[Task item] Work through the entries below and show every line in which "ProbePin" is found.

[The data]
↓↓↓

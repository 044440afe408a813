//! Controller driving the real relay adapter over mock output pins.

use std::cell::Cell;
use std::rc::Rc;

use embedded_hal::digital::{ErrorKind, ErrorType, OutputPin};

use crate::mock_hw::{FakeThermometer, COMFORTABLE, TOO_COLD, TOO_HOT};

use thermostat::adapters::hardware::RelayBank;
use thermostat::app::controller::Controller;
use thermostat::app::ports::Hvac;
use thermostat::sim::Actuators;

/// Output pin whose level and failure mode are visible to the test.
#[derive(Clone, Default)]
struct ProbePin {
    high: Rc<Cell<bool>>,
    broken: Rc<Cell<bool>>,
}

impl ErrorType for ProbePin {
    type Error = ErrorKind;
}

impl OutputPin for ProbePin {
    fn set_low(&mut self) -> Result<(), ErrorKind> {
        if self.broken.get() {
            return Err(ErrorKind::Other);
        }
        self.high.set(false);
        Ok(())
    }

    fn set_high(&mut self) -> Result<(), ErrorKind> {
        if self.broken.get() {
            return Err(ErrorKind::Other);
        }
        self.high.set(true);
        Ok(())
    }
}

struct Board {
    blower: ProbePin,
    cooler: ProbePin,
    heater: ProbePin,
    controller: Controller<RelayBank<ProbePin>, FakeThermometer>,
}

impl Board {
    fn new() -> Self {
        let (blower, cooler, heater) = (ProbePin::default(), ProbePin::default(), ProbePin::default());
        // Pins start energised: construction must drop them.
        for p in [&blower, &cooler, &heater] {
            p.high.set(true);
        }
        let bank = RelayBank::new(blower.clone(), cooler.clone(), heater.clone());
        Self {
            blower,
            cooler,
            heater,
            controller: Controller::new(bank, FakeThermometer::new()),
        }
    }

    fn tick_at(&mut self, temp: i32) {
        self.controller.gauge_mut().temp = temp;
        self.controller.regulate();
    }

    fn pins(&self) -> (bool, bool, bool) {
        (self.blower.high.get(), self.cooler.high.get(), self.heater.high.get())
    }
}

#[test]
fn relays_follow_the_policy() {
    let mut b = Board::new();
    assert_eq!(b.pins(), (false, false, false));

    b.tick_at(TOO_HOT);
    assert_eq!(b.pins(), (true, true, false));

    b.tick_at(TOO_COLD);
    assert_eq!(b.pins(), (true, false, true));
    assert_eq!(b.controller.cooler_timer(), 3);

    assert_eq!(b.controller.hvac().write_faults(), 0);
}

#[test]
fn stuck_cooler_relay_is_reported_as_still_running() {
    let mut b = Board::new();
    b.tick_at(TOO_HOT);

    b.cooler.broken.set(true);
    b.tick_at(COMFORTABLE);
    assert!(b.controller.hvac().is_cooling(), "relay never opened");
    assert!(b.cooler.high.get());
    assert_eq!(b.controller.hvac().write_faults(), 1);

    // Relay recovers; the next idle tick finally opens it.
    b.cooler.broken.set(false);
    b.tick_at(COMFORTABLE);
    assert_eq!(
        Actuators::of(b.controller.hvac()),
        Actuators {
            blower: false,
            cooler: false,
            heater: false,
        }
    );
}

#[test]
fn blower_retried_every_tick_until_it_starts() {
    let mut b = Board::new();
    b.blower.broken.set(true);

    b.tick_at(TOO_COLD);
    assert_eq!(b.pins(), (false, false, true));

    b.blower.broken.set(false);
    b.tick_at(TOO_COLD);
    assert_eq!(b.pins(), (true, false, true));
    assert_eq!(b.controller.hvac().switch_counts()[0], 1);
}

↑↑↑

[Task result]
struct ProbePin {
impl ErrorType for ProbePin {
impl OutputPin for ProbePin {
    blower: ProbePin,
    cooler: ProbePin,
    heater: ProbePin,
    controller: Controller<RelayBank<ProbePin>, FakeThermometer>,
        let (blower, cooler, heater) = (ProbePin::default(), ProbePin::default(), ProbePin::default());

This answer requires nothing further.